→ **What to do**
Among the lines below, keep only those from the one containing "so it never" through the one containing "values without metadata", and reproduce them exactly.

Collected data entries
-.-.-

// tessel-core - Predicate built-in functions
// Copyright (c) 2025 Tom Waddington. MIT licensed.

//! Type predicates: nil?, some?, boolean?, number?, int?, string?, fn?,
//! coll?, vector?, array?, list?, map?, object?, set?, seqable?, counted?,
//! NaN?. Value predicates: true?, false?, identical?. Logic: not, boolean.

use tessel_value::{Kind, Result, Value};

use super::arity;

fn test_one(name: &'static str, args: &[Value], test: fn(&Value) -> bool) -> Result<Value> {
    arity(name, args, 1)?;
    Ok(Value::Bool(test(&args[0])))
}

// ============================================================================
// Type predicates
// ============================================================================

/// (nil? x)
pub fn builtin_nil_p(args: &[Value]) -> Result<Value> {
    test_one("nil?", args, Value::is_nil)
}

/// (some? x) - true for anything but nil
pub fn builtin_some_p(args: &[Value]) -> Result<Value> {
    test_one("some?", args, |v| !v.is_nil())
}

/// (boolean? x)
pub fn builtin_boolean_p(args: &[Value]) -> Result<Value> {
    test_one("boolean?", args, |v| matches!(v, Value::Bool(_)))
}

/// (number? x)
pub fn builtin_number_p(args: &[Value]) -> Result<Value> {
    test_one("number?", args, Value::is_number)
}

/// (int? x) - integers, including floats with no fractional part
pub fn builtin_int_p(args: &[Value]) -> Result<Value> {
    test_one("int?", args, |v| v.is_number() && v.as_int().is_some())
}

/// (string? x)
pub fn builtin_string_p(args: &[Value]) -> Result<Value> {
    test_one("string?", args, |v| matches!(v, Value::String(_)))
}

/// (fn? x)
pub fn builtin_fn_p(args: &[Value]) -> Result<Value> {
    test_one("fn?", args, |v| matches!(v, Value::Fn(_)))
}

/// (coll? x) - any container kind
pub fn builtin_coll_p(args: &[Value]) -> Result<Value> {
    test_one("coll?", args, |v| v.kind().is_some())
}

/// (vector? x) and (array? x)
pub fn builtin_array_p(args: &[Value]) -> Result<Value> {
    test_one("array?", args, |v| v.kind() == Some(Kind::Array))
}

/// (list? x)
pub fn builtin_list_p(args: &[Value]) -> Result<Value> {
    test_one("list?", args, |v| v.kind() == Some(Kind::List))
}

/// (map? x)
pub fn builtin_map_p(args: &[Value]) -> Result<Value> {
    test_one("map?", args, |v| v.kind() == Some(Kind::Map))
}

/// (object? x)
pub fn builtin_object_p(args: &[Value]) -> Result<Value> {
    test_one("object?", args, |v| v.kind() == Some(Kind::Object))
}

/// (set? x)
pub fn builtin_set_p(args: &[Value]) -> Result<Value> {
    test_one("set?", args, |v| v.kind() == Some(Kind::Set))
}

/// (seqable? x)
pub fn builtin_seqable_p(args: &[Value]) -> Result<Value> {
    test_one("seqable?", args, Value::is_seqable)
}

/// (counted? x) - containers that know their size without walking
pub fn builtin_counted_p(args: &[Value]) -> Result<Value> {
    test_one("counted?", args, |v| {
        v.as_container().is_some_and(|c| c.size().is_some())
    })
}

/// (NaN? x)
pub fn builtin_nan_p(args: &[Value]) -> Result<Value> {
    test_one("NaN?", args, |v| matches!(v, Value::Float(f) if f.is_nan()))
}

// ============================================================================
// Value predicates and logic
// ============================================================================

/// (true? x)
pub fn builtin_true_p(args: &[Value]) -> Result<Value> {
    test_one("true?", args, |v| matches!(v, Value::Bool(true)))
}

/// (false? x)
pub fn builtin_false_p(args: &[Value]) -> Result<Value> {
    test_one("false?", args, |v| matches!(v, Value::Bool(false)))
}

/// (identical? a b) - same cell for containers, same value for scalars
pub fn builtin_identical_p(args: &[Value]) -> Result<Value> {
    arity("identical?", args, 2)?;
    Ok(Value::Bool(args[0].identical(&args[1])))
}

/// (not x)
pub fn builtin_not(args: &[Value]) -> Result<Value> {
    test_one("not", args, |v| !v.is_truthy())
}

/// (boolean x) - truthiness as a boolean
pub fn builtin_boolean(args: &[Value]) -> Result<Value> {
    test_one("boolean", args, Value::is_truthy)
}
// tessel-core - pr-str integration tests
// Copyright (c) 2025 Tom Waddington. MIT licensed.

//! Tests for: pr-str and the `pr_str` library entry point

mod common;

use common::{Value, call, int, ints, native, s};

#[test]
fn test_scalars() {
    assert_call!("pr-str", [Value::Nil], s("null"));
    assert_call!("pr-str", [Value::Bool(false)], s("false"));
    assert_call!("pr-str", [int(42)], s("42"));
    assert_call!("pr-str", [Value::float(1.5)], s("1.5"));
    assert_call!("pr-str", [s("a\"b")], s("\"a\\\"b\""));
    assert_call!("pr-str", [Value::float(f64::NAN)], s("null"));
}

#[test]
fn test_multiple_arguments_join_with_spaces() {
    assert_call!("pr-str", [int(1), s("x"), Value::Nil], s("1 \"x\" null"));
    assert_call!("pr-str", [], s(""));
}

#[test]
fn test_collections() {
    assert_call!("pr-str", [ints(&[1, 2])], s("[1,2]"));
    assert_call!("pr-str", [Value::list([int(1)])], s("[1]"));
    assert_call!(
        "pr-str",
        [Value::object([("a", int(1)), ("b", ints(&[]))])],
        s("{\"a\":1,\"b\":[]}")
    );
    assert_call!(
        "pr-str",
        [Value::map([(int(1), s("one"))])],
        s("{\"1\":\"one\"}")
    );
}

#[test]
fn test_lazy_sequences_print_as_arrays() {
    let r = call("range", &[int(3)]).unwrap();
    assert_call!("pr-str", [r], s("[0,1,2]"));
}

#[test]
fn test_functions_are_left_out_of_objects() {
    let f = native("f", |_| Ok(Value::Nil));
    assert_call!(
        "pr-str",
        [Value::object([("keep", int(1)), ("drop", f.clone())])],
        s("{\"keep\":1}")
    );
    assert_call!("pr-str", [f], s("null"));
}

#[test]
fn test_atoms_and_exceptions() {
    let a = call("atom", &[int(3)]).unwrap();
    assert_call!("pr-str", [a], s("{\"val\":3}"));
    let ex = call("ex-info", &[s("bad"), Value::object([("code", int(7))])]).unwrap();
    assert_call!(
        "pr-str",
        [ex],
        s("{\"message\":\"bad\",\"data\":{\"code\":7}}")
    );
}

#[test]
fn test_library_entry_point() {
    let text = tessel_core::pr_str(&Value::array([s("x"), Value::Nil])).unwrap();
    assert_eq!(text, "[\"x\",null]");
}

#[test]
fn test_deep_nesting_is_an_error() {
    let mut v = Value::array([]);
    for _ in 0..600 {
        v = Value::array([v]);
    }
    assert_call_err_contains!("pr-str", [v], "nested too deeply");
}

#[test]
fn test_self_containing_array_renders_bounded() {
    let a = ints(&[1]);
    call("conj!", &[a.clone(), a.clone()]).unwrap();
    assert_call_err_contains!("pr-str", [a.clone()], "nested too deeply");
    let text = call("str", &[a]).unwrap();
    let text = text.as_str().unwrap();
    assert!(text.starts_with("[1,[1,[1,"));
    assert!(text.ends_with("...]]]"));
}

-.-.-

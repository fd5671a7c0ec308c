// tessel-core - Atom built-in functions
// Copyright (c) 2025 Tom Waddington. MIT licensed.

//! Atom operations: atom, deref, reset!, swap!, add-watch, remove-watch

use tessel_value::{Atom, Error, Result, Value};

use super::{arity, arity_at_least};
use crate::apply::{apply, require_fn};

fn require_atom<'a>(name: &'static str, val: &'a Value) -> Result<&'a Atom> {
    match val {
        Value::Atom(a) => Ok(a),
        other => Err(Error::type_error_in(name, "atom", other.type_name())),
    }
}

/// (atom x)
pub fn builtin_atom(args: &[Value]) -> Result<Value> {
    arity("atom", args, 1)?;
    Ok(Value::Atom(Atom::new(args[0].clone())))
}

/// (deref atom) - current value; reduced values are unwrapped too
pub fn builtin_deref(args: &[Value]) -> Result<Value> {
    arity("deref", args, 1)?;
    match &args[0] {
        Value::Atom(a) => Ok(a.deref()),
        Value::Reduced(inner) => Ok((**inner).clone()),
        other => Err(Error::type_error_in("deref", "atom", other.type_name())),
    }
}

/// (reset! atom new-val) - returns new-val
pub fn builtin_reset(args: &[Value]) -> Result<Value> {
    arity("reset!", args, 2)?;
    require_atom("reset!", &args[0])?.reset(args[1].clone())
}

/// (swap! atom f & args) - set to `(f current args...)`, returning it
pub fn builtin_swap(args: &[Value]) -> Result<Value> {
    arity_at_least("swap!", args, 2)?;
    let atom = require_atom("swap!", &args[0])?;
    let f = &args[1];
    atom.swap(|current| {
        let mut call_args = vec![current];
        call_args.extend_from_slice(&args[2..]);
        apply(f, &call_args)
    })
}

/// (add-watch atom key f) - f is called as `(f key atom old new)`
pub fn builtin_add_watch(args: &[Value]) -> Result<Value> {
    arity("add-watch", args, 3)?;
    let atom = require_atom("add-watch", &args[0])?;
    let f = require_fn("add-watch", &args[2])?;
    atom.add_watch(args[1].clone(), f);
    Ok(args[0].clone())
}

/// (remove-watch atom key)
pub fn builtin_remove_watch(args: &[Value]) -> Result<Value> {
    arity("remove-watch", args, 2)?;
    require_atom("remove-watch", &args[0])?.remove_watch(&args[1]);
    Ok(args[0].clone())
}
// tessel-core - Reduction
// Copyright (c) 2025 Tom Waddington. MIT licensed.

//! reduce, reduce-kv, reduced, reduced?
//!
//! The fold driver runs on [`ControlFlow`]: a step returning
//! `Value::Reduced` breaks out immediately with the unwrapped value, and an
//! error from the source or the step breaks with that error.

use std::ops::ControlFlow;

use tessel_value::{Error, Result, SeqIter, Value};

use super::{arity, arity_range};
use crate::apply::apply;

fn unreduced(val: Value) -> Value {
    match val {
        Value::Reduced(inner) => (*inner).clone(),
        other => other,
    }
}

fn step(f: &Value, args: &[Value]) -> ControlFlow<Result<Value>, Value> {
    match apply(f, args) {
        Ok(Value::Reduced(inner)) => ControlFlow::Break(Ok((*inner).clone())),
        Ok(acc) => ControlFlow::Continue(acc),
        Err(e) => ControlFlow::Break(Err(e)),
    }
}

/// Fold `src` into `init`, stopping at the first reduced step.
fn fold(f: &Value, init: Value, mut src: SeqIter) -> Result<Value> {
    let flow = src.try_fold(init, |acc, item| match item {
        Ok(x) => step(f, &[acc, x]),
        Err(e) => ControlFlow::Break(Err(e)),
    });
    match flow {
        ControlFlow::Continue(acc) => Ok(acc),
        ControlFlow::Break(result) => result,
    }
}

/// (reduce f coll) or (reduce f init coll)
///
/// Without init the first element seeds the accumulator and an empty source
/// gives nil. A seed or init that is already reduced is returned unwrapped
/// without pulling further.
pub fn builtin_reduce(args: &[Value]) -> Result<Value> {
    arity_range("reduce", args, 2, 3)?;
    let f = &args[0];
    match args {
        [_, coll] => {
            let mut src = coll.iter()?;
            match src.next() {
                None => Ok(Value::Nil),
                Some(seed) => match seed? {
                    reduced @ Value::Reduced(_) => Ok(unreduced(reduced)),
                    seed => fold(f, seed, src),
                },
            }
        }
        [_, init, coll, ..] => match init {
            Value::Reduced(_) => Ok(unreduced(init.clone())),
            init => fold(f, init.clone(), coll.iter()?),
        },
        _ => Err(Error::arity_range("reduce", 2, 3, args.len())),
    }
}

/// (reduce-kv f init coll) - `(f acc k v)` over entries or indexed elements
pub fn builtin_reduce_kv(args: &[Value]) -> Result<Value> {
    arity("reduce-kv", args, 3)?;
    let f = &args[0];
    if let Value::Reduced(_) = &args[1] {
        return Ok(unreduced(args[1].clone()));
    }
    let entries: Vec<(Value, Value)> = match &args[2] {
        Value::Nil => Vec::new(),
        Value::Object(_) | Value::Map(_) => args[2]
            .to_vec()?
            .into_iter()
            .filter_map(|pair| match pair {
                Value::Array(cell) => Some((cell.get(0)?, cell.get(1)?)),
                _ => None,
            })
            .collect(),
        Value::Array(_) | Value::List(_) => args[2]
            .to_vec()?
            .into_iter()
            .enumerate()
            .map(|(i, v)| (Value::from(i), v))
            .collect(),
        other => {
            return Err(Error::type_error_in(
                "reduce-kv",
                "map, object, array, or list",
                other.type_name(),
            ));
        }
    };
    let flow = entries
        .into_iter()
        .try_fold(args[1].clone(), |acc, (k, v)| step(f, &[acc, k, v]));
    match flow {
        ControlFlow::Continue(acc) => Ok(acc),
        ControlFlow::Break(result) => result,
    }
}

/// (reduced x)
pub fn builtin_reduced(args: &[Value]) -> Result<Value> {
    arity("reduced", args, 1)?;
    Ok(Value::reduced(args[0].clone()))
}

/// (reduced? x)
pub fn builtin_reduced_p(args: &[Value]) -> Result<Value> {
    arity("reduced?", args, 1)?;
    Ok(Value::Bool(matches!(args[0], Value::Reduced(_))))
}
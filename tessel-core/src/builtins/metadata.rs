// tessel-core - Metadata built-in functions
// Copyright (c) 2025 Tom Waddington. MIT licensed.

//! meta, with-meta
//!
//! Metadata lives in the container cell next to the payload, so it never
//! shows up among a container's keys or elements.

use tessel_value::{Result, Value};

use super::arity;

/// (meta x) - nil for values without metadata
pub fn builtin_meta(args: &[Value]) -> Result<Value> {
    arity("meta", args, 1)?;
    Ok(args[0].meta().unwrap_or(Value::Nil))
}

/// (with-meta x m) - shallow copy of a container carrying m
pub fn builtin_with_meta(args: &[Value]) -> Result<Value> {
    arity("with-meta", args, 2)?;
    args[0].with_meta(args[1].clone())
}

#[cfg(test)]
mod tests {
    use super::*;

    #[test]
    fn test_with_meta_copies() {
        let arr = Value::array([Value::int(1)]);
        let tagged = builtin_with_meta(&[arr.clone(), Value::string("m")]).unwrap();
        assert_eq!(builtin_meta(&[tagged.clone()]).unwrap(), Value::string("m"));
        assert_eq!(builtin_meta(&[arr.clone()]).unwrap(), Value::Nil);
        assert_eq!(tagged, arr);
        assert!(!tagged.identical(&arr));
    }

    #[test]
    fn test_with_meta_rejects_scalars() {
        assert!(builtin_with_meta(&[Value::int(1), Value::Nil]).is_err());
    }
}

-.-.-

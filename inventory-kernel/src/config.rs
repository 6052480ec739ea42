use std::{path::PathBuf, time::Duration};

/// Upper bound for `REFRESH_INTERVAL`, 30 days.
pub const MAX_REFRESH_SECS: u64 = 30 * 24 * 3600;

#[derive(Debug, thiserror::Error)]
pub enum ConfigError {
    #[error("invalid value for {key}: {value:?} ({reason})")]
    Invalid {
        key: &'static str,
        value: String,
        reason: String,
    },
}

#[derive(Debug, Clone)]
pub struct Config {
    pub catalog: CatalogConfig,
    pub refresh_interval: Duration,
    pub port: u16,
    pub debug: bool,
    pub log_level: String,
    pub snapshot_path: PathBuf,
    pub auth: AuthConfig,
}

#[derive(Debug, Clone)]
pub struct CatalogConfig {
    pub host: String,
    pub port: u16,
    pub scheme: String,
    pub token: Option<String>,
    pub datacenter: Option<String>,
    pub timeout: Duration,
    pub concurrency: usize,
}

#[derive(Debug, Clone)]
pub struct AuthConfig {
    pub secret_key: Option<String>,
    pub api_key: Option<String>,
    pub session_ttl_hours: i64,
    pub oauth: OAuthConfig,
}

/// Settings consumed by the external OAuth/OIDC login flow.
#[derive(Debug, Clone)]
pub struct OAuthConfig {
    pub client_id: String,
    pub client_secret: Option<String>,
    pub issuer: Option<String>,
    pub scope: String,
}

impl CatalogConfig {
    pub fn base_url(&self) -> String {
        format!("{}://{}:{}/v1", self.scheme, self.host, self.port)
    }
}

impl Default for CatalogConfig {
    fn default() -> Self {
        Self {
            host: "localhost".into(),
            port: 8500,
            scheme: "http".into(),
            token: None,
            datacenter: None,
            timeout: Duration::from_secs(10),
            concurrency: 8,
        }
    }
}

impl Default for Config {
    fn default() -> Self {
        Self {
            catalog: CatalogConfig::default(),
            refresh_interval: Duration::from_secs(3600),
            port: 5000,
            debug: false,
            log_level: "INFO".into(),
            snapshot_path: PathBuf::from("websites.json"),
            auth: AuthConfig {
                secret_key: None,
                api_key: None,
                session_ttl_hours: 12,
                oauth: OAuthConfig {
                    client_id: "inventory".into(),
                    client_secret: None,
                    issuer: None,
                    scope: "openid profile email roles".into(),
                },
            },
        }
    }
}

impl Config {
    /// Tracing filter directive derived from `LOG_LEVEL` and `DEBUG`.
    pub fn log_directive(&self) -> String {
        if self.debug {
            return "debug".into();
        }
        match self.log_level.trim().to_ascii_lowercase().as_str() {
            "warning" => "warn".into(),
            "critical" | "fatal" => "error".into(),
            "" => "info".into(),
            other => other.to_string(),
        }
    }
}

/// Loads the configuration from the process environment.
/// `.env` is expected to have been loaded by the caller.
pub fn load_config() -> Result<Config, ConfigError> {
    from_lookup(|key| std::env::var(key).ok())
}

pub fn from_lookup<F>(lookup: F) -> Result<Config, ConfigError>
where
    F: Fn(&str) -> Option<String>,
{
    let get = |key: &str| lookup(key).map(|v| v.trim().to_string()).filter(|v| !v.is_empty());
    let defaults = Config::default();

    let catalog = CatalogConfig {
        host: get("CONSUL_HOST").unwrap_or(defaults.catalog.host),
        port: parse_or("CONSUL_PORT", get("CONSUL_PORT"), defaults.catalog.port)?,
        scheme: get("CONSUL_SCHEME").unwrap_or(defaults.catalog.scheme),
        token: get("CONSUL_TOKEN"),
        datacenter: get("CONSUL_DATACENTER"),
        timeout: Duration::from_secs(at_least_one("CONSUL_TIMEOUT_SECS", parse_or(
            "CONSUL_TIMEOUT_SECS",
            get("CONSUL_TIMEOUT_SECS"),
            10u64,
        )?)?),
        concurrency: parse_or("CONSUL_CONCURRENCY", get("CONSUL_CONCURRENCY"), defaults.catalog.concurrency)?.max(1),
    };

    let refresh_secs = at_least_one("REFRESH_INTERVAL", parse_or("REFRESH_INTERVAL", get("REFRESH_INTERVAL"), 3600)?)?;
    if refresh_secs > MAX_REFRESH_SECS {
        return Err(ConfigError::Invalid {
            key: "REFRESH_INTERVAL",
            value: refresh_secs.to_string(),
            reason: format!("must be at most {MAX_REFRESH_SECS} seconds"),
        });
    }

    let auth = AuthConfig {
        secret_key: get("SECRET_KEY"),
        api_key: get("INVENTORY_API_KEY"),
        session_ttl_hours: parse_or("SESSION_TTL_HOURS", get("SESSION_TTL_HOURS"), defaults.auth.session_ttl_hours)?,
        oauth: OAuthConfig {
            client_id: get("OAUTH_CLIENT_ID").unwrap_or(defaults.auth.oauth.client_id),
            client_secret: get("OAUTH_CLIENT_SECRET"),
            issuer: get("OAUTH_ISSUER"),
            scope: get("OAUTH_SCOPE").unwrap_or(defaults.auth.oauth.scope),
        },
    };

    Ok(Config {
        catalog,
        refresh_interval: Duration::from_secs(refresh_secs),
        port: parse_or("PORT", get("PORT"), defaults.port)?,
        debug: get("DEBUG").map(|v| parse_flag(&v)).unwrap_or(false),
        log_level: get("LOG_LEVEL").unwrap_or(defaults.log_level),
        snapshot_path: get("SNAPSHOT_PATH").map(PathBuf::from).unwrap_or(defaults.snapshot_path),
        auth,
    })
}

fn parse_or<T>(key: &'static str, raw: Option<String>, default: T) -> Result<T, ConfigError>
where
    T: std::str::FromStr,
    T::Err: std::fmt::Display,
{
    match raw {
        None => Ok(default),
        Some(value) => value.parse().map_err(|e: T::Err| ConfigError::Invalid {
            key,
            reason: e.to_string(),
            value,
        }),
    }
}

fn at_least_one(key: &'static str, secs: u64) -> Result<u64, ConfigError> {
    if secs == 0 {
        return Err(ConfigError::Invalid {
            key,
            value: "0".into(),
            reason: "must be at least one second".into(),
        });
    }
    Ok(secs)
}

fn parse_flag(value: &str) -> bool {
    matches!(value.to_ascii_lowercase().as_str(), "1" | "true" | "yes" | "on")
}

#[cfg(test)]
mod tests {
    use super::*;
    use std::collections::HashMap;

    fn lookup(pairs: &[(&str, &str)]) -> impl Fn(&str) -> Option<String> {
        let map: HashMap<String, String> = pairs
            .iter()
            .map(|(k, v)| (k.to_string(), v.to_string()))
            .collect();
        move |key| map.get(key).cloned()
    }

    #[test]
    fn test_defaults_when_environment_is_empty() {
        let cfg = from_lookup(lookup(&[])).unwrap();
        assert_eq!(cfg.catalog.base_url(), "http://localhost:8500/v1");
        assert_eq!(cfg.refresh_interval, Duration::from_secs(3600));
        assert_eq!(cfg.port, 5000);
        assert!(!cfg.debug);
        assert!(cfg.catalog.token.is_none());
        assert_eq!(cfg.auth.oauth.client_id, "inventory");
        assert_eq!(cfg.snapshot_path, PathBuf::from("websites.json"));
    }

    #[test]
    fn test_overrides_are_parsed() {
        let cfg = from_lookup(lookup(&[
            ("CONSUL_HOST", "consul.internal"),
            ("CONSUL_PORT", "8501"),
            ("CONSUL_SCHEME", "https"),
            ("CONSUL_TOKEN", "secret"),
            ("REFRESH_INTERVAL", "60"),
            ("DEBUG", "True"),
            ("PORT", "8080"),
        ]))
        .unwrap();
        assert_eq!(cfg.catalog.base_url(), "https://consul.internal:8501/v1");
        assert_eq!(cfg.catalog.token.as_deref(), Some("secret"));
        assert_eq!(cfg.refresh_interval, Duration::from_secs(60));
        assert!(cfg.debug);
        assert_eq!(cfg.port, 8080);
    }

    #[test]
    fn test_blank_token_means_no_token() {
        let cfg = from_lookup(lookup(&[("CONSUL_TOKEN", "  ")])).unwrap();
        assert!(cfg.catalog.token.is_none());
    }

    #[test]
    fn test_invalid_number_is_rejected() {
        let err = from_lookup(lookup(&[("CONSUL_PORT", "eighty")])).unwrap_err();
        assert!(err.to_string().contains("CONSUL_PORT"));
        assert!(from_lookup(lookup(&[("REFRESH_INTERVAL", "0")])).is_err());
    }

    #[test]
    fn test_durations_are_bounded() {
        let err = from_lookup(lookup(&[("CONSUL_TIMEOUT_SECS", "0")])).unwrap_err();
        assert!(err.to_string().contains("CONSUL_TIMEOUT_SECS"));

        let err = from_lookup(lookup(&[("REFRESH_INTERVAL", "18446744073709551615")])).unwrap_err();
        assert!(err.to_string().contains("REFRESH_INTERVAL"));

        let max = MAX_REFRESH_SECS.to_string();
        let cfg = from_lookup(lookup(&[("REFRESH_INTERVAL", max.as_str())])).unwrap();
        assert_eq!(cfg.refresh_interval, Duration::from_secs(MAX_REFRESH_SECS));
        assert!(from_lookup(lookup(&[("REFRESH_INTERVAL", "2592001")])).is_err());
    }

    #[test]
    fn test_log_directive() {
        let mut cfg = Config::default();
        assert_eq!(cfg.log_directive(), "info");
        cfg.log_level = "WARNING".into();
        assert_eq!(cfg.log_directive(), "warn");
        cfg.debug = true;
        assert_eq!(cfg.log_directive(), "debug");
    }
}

-.-.-

→ **Task answer**
//! Metadata lives in the container cell next to the payload, so it never
//! shows up among a container's keys or elements.

use tessel_value::{Result, Value};

use super::arity;

/// (meta x) - nil for values without metadata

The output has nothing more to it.